The theme of salvation is the focus of our second reading from 2 Timothy:
If we have died with him
we shall also live with him;
if we persevere
we shall also reign with him.
But if we deny him
he will deny us.
If we are unfaithful
he remains faithful,
for he cannot deny himself.
These poetic lines suggest that through baptism, Christians are incorporated into Jesus’s death and the hope that they will eventually live with him. But the passage also pushes the idea of perseverance, of remaining faithful, even in the midst of suffering. The lines “if we deny him, he will deny us” carry an ominous tone and should lead us to ask serious questions about our own faithfulness to Christ.
Christians of all types get accustomed to resting self-assured in our Christian identity. It is easy to feel confident about our own salvation.

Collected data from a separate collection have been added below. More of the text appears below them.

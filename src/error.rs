//! Error types for the bridge.
//!
//! This module defines all error types used throughout the crate.
//!
//! # Usage
//!
//! Host-facing fallible operations return [`Result<T>`] which uses [`Error`]:
//!
//! ```ignore
//! use cobalt_bridge::{Result, Shell};
//!
//! fn open_root(shell: &Shell) -> Result<()> {
//!     let screen = shell.navigation().register_root(None, "index.html")?;
//!     shell.navigation().push(screen, &target)?;
//!     Ok(())
//! }
//! ```
//!
//! Nothing here ever crosses the guest boundary: the inbound path
//! (`BridgeChannel::receive`) turns every error into a `tracing` diagnostic.
//!
//! # Error Categories
//!
//! | Category | Variants |
//! |----------|----------|
//! | Configuration | [`Error::Config`], [`Error::RouteConfig`] |
//! | Protocol | [`Error::Decode`], [`Error::MissingField`], [`Error::InvalidField`], [`Error::UnknownAction`] |
//! | Navigation | [`Error::UnresolvedRoute`], [`Error::HistoryMatchNotFound`], [`Error::UnknownScreenKind`], [`Error::ScreenNotFound`] |
//! | Channel | [`Error::ChannelDetached`], [`Error::TooManyPendingRequests`], [`Error::UiClosed`] |
//! | Connection | [`Error::Connection`], [`Error::ConnectionTimeout`], [`Error::ConnectionClosed`] |
//! | External | [`Error::Io`], [`Error::Json`], [`Error::WebSocket`] |

// ============================================================================
// Imports
// ============================================================================

use std::io::Error as IoError;
use std::result::Result as StdResult;

use thiserror::Error;
use tokio_tungstenite::tungstenite::Error as WsError;

use crate::identifiers::{ChannelId, ScreenId};
use crate::protocol::DecodeError;

// ============================================================================
// Result Alias
// ============================================================================

/// Result type alias using crate [`enum@Error`].
pub type Result<T> = StdResult<T, Error>;

// ============================================================================
// Error Enum
// ============================================================================

/// Main error type for the crate.
///
/// Each variant includes relevant context for diagnostics.
#[derive(Error, Debug)]
pub enum Error {
    // ========================================================================
    // Configuration Errors
    // ========================================================================
    /// Configuration error.
    ///
    /// Returned when shell or bridge options are invalid.
    #[error("Configuration error: {message}")]
    Config {
        /// Description of the configuration error.
        message: String,
    },

    /// Route table could not be loaded.
    #[error("Route configuration error: {message}")]
    RouteConfig {
        /// Description of the problem.
        message: String,
    },

    // ========================================================================
    // Protocol Errors
    // ========================================================================
    /// Inbound text could not be decoded into a message.
    #[error(transparent)]
    Decode(#[from] DecodeError),

    /// A field mandatory for this message kind is absent.
    #[error("Missing field `{field}` in {context}")]
    MissingField {
        /// Dotted path of the missing field (e.g. `data.url`).
        field: String,
        /// Message kind or action being processed.
        context: String,
    },

    /// A field is present but has the wrong shape.
    #[error("Invalid field `{field}`: {message}")]
    InvalidField {
        /// Dotted path of the field.
        field: String,
        /// Why the value was rejected.
        message: String,
    },

    /// An `action` / `control` value outside the known set.
    #[error("Unknown {kind} action: {action}")]
    UnknownAction {
        /// Message kind (navigation, webLayer, ui, ...).
        kind: String,
        /// The unrecognized action.
        action: String,
    },

    // ========================================================================
    // Navigation Errors
    // ========================================================================
    /// The route resolver has no screen for this controller/page.
    #[error("No route for controller={controller:?}, page={page}")]
    UnresolvedRoute {
        /// Controller name requested by the guest.
        controller: Option<String>,
        /// Page requested by the guest.
        page: String,
    },

    /// `popTo` found no matching history entry.
    #[error("No history entry matches controller={controller:?}, page={page}")]
    HistoryMatchNotFound {
        /// Controller name requested by the guest.
        controller: Option<String>,
        /// Page requested by the guest.
        page: String,
    },

    /// Modal dismissal targets a screen kind the host does not know.
    #[error("Unknown screen kind: {kind}")]
    UnknownScreenKind {
        /// The unrecognized kind.
        kind: String,
    },

    /// Screen is not (or no longer) part of the history.
    #[error("Screen not found: {screen_id}")]
    ScreenNotFound {
        /// The missing screen.
        screen_id: ScreenId,
    },

    // ========================================================================
    // Channel Errors
    // ========================================================================
    /// Operation needs an attached host.
    #[error("Channel {channel_id} has no attached host")]
    ChannelDetached {
        /// The detached channel.
        channel_id: ChannelId,
    },

    /// Too many correlated requests are awaiting a guest reply.
    #[error("Too many pending requests: {pending}/{max}")]
    TooManyPendingRequests {
        /// Requests currently pending.
        pending: usize,
        /// Configured maximum.
        max: usize,
    },

    /// The UI execution context has shut down.
    #[error("UI executor closed")]
    UiClosed,

    // ========================================================================
    // Connection Errors
    // ========================================================================
    /// WebSocket connection failed.
    #[error("Connection failed: {message}")]
    Connection {
        /// Description of the connection error.
        message: String,
    },

    /// Connection timeout waiting for the guest runtime.
    #[error("Connection timeout after {timeout_ms}ms")]
    ConnectionTimeout {
        /// Milliseconds waited before timeout.
        timeout_ms: u64,
    },

    /// WebSocket connection closed unexpectedly.
    #[error("Connection closed")]
    ConnectionClosed,

    // ========================================================================
    // External Errors
    // ========================================================================
    /// IO error.
    #[error("IO error: {0}")]
    Io(#[from] IoError),

    /// JSON serialization error.
    #[error("JSON error: {0}")]
    Json(#[from] serde_json::Error),

    /// WebSocket error.
    #[error("WebSocket error: {0}")]
    WebSocket(#[from] WsError),
}

// ============================================================================
// Error Constructors
// ============================================================================

impl Error {
    /// Creates a configuration error.
    #[inline]
    pub fn config(message: impl Into<String>) -> Self {
        Self::Config {
            message: message.into(),
        }
    }

    /// Creates a route configuration error.
    #[inline]
    pub fn route_config(message: impl Into<String>) -> Self {
        Self::RouteConfig {
            message: message.into(),
        }
    }

    /// Creates a missing field error.
    #[inline]
    pub fn missing_field(field: impl Into<String>, context: impl Into<String>) -> Self {
        Self::MissingField {
            field: field.into(),
            context: context.into(),
        }
    }

    /// Creates an invalid field error.
    #[inline]
    pub fn invalid_field(field: impl Into<String>, message: impl Into<String>) -> Self {
        Self::InvalidField {
            field: field.into(),
            message: message.into(),
        }
    }

    /// Creates an unknown action error.
    #[inline]
    pub fn unknown_action(kind: impl Into<String>, action: impl Into<String>) -> Self {
        Self::UnknownAction {
            kind: kind.into(),
            action: action.into(),
        }
    }

    /// Creates an unresolved route error.
    #[inline]
    pub fn unresolved_route(controller: Option<&str>, page: impl Into<String>) -> Self {
        Self::UnresolvedRoute {
            controller: controller.map(str::to_string),
            page: page.into(),
        }
    }

    /// Creates a history match not found error.
    #[inline]
    pub fn history_match_not_found(controller: Option<&str>, page: impl Into<String>) -> Self {
        Self::HistoryMatchNotFound {
            controller: controller.map(str::to_string),
            page: page.into(),
        }
    }

    /// Creates an unknown screen kind error.
    #[inline]
    pub fn unknown_screen_kind(kind: impl Into<String>) -> Self {
        Self::UnknownScreenKind { kind: kind.into() }
    }

    /// Creates a screen not found error.
    #[inline]
    pub fn screen_not_found(screen_id: ScreenId) -> Self {
        Self::ScreenNotFound { screen_id }
    }

    /// Creates a connection error.
    #[inline]
    pub fn connection(message: impl Into<String>) -> Self {
        Self::Connection {
            message: message.into(),
        }
    }

    /// Creates a connection timeout error.
    #[inline]
    pub fn connection_timeout(timeout_ms: u64) -> Self {
        Self::ConnectionTimeout { timeout_ms }
    }
}

// ============================================================================
// Error Predicates
// ============================================================================

impl Error {
    /// Returns `true` if the guest sent something the protocol rejects.
    #[inline]
    #[must_use]
    pub fn is_protocol_error(&self) -> bool {
        matches!(
            self,
            Self::Decode(_)
                | Self::MissingField { .. }
                | Self::InvalidField { .. }
                | Self::UnknownAction { .. }
        )
    }

    /// Returns `true` if a navigation request could not be carried out.
    #[inline]
    #[must_use]
    pub fn is_navigation_error(&self) -> bool {
        matches!(
            self,
            Self::UnresolvedRoute { .. }
                | Self::HistoryMatchNotFound { .. }
                | Self::UnknownScreenKind { .. }
                | Self::ScreenNotFound { .. }
        )
    }

    /// Returns `true` if this is a connection error.
    #[inline]
    #[must_use]
    pub fn is_connection_error(&self) -> bool {
        matches!(
            self,
            Self::Connection { .. }
                | Self::ConnectionTimeout { .. }
                | Self::ConnectionClosed
                | Self::WebSocket(_)
        )
    }

    /// Returns `true` if this error is recoverable.
    ///
    /// Recoverable errors may succeed when retried later.
    #[inline]
    #[must_use]
    pub fn is_recoverable(&self) -> bool {
        matches!(
            self,
            Self::ConnectionTimeout { .. }
                | Self::TooManyPendingRequests { .. }
                | Self::ChannelDetached { .. }
        )
    }
}

// ============================================================================
// Tests
// ============================================================================

#[cfg(test)]
mod tests {
    use super::*;

    use std::io::ErrorKind;

    #[test]
    fn test_error_display() {
        let err = Error::config("bridge global is empty");
        assert_eq!(
            err.to_string(),
            "Configuration error: bridge global is empty"
        );

        let err = Error::missing_field("data.url", "intent");
        assert_eq!(err.to_string(), "Missing field `data.url` in intent");

        let err = Error::unresolved_route(Some("detail"), "detail.html");
        assert!(err.to_string().contains("detail.html"));
    }

    #[test]
    fn test_is_protocol_error() {
        assert!(Error::missing_field("action", "navigation").is_protocol_error());
        assert!(Error::unknown_action("webLayer", "spin").is_protocol_error());
        assert!(!Error::ConnectionClosed.is_protocol_error());
    }

    #[test]
    fn test_is_navigation_error() {
        assert!(Error::unresolved_route(None, "a.html").is_navigation_error());
        assert!(Error::history_match_not_found(None, "a.html").is_navigation_error());
        assert!(Error::unknown_screen_kind("Nope").is_navigation_error());
        assert!(!Error::config("x").is_navigation_error());
    }

    #[test]
    fn test_is_connection_error() {
        assert!(Error::connection("test").is_connection_error());
        assert!(Error::connection_timeout(1000).is_connection_error());
        assert!(Error::ConnectionClosed.is_connection_error());
        assert!(!Error::config("test").is_connection_error());
    }

    #[test]
    fn test_is_recoverable() {
        let pending = Error::TooManyPendingRequests {
            pending: 100,
            max: 100,
        };
        assert!(pending.is_recoverable());
        assert!(!Error::config("test").is_recoverable());
    }

    #[test]
    fn test_from_io_error() {
        let io_err = IoError::new(ErrorKind::NotFound, "file not found");
        let err: Error = io_err.into();
        assert!(matches!(err, Error::Io(_)));
    }

    #[test]
    fn test_from_json_error() {
        let json_err = serde_json::from_str::<String>("invalid").unwrap_err();
        let err: Error = json_err.into();
        assert!(matches!(err, Error::Json(_)));
    }
}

Sure, we could do bit better, we might tell ourselves, but at least there is purgatory (wink, wink!). We tend to think that since we are baptized Christian, our salvation will work itself out. And in the meantime, we go on living our lives. Our Christian faith really does little to make us different from any other person surrounding us.
The story of both the Good Samaritan and the Thankful Leper are supposed to shake us out of this self-satisfaction and comfort. These stories serve to help us realize that just being part of the right group is not enough and that the very act of living our ordinary lives may lead us precisely to denying Christ, which our second reading tells us, will lead Christ to deny us.
Christianity demands, to some extent, that we stand out, that we break away from the crowd and do something different. We do this in two ways: by our love (or just our taking the time to actually show care, as witnessed in the Good Samaritan story) and by our witnessing to the world that Christ, and not our own efforts or credentials, is the true source of our power to do the former (as witnessed in the Thankful Leper story).
In the story of the Thankful Leper, we might think of the healing from leprosy as an allegory for baptism. In baptism, we are literally cleansed from sin and given the basis for a relationship with God that we was previously not possible due to the alienation caused by sin. But cleansing is not enough. We must freely return to Christ, the source of our cleansing. We need to keep coming back to Him to acknowledge our gratitude and dependence. This life-long process of returning to Christ with thankful and humble hearts is the process of sanctification, of becoming holy, and of showing our fidelity to Christ so that one day, He might say to us like he said to the leper, “Stand up! Your faith has saved you.”